A terminal UI (TUI) for exporting [RFEM 6](https://www.dlubal.com/en/products/rfem-fea-software/what-is-rfem)
tables — both model **inputs** and analysis **results** — to a formatted Excel
workbook. It attaches to an already-running RFEM 6 process over the Dlubal gRPC
API, lets you confirm the active model, pick tables from a tree that mirrors the
RFEM GUI navigators, and writes a new timestamped `.xlsx` with one sheet per
table plus an info sheet capturing export metadata and any warnings.

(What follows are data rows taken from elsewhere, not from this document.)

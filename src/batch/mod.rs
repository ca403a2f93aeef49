//! Update batches: a literal table of edits tied to one story unit.
//!
//! A batch overwrites the current state of the lines it names and appends
//! log-like records (history, unit, reinforcements, contributions) at most
//! once per unit. Identifiers the document does not contain are skipped.

mod ch19;

pub use ch19::chapter_19;

use chrono::{DateTime, SecondsFormat, Utc};
use serde_json::{Map, Value};

use crate::entity::{Contribution, HistoryEntry, LineStatus, StoryUnit};
use crate::error::{Result, StorylineError};
use crate::merge::{append_keyed, append_marker, UnitKey};
use crate::storage::{record_id, ProjectDocument};

/// Format a timestamp the way the document stores them: `2026-02-19T06:00:00.000Z`
pub fn format_timestamp(at: DateTime<Utc>) -> String {
    at.to_rfc3339_opts(SecondsFormat::Millis, true)
}

/// New state for one narrative line, plus the note logged in its history.
#[derive(Debug, Clone, PartialEq)]
pub struct LineAdvance {
    pub line_id: String,
    pub weight_before: f64,
    pub weight_after: f64,
    pub status_before: LineStatus,
    pub status_after: LineStatus,
    pub note: String,
}

impl LineAdvance {
    pub fn new(
        line_id: impl Into<String>,
        weights: (f64, f64),
        statuses: (LineStatus, LineStatus),
        note: impl Into<String>,
    ) -> Self {
        Self {
            line_id: line_id.into(),
            weight_before: weights.0,
            weight_after: weights.1,
            status_before: statuses.0,
            status_after: statuses.1,
            note: note.into(),
        }
    }

    fn history_entry(&self, unit: &StoryUnit) -> HistoryEntry {
        HistoryEntry {
            unit_id: unit.id.clone(),
            unit_number: unit.number,
            note: self.note.clone(),
            weight_before: self.weight_before,
            weight_after: self.weight_after,
            status_before: self.status_before,
            status_after: self.status_after,
        }
    }
}

/// Contribution note for one thematic question.
#[derive(Debug, Clone, PartialEq)]
pub struct ThemeNote {
    pub question_id: String,
    pub note: String,
}

impl ThemeNote {
    pub fn new(question_id: impl Into<String>, note: impl Into<String>) -> Self {
        Self {
            question_id: question_id.into(),
            note: note.into(),
        }
    }
}

/// Counts of what an apply changed
#[derive(Debug, Default, Clone, PartialEq, Eq)]
pub struct ApplyReport {
    pub lines_advanced: usize,
    pub history_appended: usize,
    pub unit_inserted: bool,
    pub promises_reinforced: usize,
    pub contributions_appended: usize,
}

#[derive(Debug, Clone, PartialEq)]
pub struct UpdateBatch {
    /// The update-unit: appended to `storyUnits`, and the key of every appended record
    pub unit: StoryUnit,
    pub timestamp: String,
    pub lines: Vec<LineAdvance>,
    pub promises: Vec<String>,
    pub themes: Vec<ThemeNote>,
}

impl UpdateBatch {
    /// Build a batch; the unit's `advancedLines` lists every line in `lines`, in order.
    pub fn new(
        mut unit: StoryUnit,
        lines: Vec<LineAdvance>,
        promises: Vec<String>,
        themes: Vec<ThemeNote>,
    ) -> Self {
        unit.advanced_lines = lines.iter().map(|l| l.line_id.clone()).collect();
        let timestamp = unit.updated_at.clone();
        Self {
            unit,
            timestamp,
            lines,
            promises,
            themes,
        }
    }

    /// Apply every edit of the batch to `doc`, in memory.
    ///
    /// Fails when a required collection is missing, or when a named line or
    /// thematic question lacks its `history`/`contributions` array; `doc` is
    /// then partially edited and must not be saved. A named promise without
    /// `reinforcedInChapters` is left as it is.
    pub fn apply(&self, doc: &mut ProjectDocument) -> Result<ApplyReport> {
        let mut report = ApplyReport::default();

        self.advance_lines(doc, &mut report)?;
        self.insert_unit(doc, &mut report)?;
        self.reinforce_promises(doc, &mut report)?;
        self.add_contributions(doc, &mut report)?;
        doc.set_updated_at(&self.timestamp);

        tracing::info!(
            unit = %self.unit.id,
            lines_advanced = report.lines_advanced,
            history_appended = report.history_appended,
            unit_inserted = report.unit_inserted,
            promises_reinforced = report.promises_reinforced,
            contributions_appended = report.contributions_appended,
            "applied update batch"
        );
        Ok(report)
    }

    fn unit_key(&self) -> UnitKey<'_> {
        UnitKey::Id(&self.unit.id)
    }

    fn advance_lines(&self, doc: &mut ProjectDocument, report: &mut ApplyReport) -> Result<()> {
        let mut seen = Vec::new();

        for line in doc.narrative_lines_mut()?.iter_mut() {
            let advance = match record_id(line)
                .and_then(|id| self.lines.iter().find(|a| a.line_id == id))
            {
                Some(advance) => advance,
                None => continue,
            };
            let Some(fields) = line.as_object_mut() else {
                continue;
            };

            fields.insert("weight".to_string(), Value::from(advance.weight_after));
            fields.insert(
                "status".to_string(),
                Value::from(advance.status_after.to_string()),
            );
            fields.insert(
                "lastAdvancedInUnit".to_string(),
                Value::from(self.unit.number),
            );
            fields.insert("updatedAt".to_string(), Value::from(self.timestamp.as_str()));
            report.lines_advanced += 1;
            seen.push(advance.line_id.as_str());

            let entry = serde_json::to_value(advance.history_entry(&self.unit))?;
            let history = list_field(fields, "history", &advance.line_id)?;
            if append_keyed(history, "unitId", self.unit_key(), entry) {
                report.history_appended += 1;
            } else {
                tracing::debug!(line = %advance.line_id, "history already records this unit");
            }
        }

        for advance in &self.lines {
            if !seen.contains(&advance.line_id.as_str()) {
                tracing::debug!(line = %advance.line_id, "line not in document, skipped");
            }
        }
        Ok(())
    }

    fn insert_unit(&self, doc: &mut ProjectDocument, report: &mut ApplyReport) -> Result<()> {
        let candidate = serde_json::to_value(&self.unit)?;
        let units = doc.story_units_mut()?;
        report.unit_inserted = append_keyed(units, "id", self.unit_key(), candidate);
        if !report.unit_inserted {
            tracing::debug!(unit = %self.unit.id, "story unit already present");
        }
        Ok(())
    }

    fn reinforce_promises(
        &self,
        doc: &mut ProjectDocument,
        report: &mut ApplyReport,
    ) -> Result<()> {
        let Some(promises) = doc.promises_mut() else {
            tracing::debug!("document has no promises");
            return Ok(());
        };

        for promise in promises.iter_mut() {
            let id = match record_id(promise) {
                Some(id) if self.promises.iter().any(|p| p == id) => id.to_string(),
                _ => continue,
            };
            let Some(fields) = promise.as_object_mut() else {
                continue;
            };
            let reinforced = match fields.get_mut("reinforcedInChapters") {
                Some(Value::Array(reinforced)) => reinforced,
                None => {
                    tracing::debug!(promise = %id, "promise has no reinforcement list, skipped");
                    continue;
                }
                Some(_) => return Err(not_an_array("reinforcedInChapters", &id)),
            };
            if append_marker(reinforced, UnitKey::Number(self.unit.number)) {
                report.promises_reinforced += 1;
            }
        }
        Ok(())
    }

    fn add_contributions(
        &self,
        doc: &mut ProjectDocument,
        report: &mut ApplyReport,
    ) -> Result<()> {
        let Some(questions) = doc.thematic_questions_mut() else {
            tracing::debug!("document has no thematic questions");
            return Ok(());
        };

        for question in questions.iter_mut() {
            let theme = match record_id(question)
                .and_then(|id| self.themes.iter().find(|t| t.question_id == id))
            {
                Some(theme) => theme,
                None => continue,
            };
            let Some(fields) = question.as_object_mut() else {
                continue;
            };

            let candidate =
                serde_json::to_value(Contribution::new(self.unit.number, theme.note.as_str()))?;
            let contributions = list_field(fields, "contributions", &theme.question_id)?;
            if append_keyed(
                contributions,
                "unitNumber",
                UnitKey::Number(self.unit.number),
                candidate,
            ) {
                report.contributions_appended += 1;
            }
        }
        Ok(())
    }
}

/// The array stored under `key`; a record lacking it is an invalid document.
fn list_field<'a>(
    fields: &'a mut Map<String, Value>,
    key: &str,
    owner: &str,
) -> Result<&'a mut Vec<Value>> {
    match fields.get_mut(key) {
        Some(Value::Array(items)) => Ok(items),
        Some(_) => Err(not_an_array(key, owner)),
        None => Err(StorylineError::InvalidDocument(format!(
            "'{}' has no '{}' list",
            owner, key
        ))),
    }
}

fn not_an_array(key: &str, owner: &str) -> StorylineError {
    StorylineError::InvalidDocument(format!("'{}' of '{}' is not an array", key, owner))
}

The table-picker UX is modeled on SAP2000's "Export Tables to Excel" dialog.

## Features

- **Attach to a live model** — connects to the running RFEM 6 process and shows
  the active model's name and path so you can verify you're exporting the right
  one before you start.
- **Navigator-style table tree** — tables are organized exactly like the RFEM
  GUI (Structure → Basic Objects → Nodes, …; Load Cases and Combinations; Loads;
  Results → Nodes/Members/Lines/Surfaces).
- **Inputs and results** — model objects (nodes, members, surfaces, materials,
  cross-sections, supports, hinges, load cases/combinations, loads) and static
  result tables (support forces, internal forces, deformations) iterated across
  every load case and combination.
- **Object filtering** (`o`) — toggle between *all objects* and *only the
  objects currently selected in the RFEM model* (read live via the API's
  `only_selected` query); the status bar shows a live count of what's selected
  (e.g. "1 member"). To export a saved RFEM object selection or Group of Object
  Selections, activate it in RFEM (which sets the live selection), then toggle to
  *Currently selected objects*. Tables whose rows aren't tied to selectable
  objects (materials, cross-sections, load cases/combinations) ignore the filter
  and always export in full; loads, supports and result rows are filtered by the
  object they act on/report.
- **Case / combination filtering** (`c`) — for result tables, pick exactly which
  load cases and combinations to export from a check-list instead of iterating
  every one.
- **Result-row detail** (`t`) — cycle a result table's rows between *all*,
  *envelope only* (extreme rows whose `tag` ends in `min`/`max`), and *itemized
  only* (the per-location rows, with no `min`/`max` tag).
- **Analysis-aware** — result tables are greyed out and unselectable until the
  model has been solved, so you never queue a result export that can't run.
- **Metric or imperial units** — pick a unit system and every value is
  converted to it (metric: kN, kN·m, m/mm, MPa; imperial: kip, kip·ft, ft/in,
  ksi). Conversion is dimensionality-driven via [Pint](https://pint.readthedocs.io/):
  no multipliers are hard-coded, so compound units (kN·m, kN/m, kN/m²) convert
  correctly and can't be cross-applied. The info sheet records the system and
  the target unit for each magnitude; converted columns carry their unit in the
  header (e.g. `n [kip]`, `area_axial [in²]`).
- **One workbook per export** — a new file is always written to `results/`;
  nothing is overwritten.
- **Resilient** — a single problematic table produces a warning on the info
  sheet rather than aborting the whole export.

## Requirements

- Windows with **RFEM 6.14** installed and running, a model open, and the gRPC
  web service / API enabled.
- A valid Dlubal API key (see [Configuration](#configuration)).
- Python 3.11+.

> **Version pin:** the `dlubal-api` client version must match the RFEM server
> version. This project pins `dlubal-api==2.14.3` for **RFEM 6.14**. If you run a
> different RFEM version, change the pin to match — mismatched versions cause
> object-type enum drift and silently wrong/empty exports.

## Installation

### Run without installing (recommended)

With [uv](https://docs.astral.sh/uv/) you can run the latest published release
directly — no clone, no virtualenv:

```bash
uvx rfem-table-export
```

Pin a specific version (handy for matching your RFEM/`dlubal-api` version):

```bash
uvx rfem-table-export@0.2.0
```

> The console command is also available as `rfem-export`; with `uvx` use the
> distribution name (`rfem-table-export`) so version pinning works.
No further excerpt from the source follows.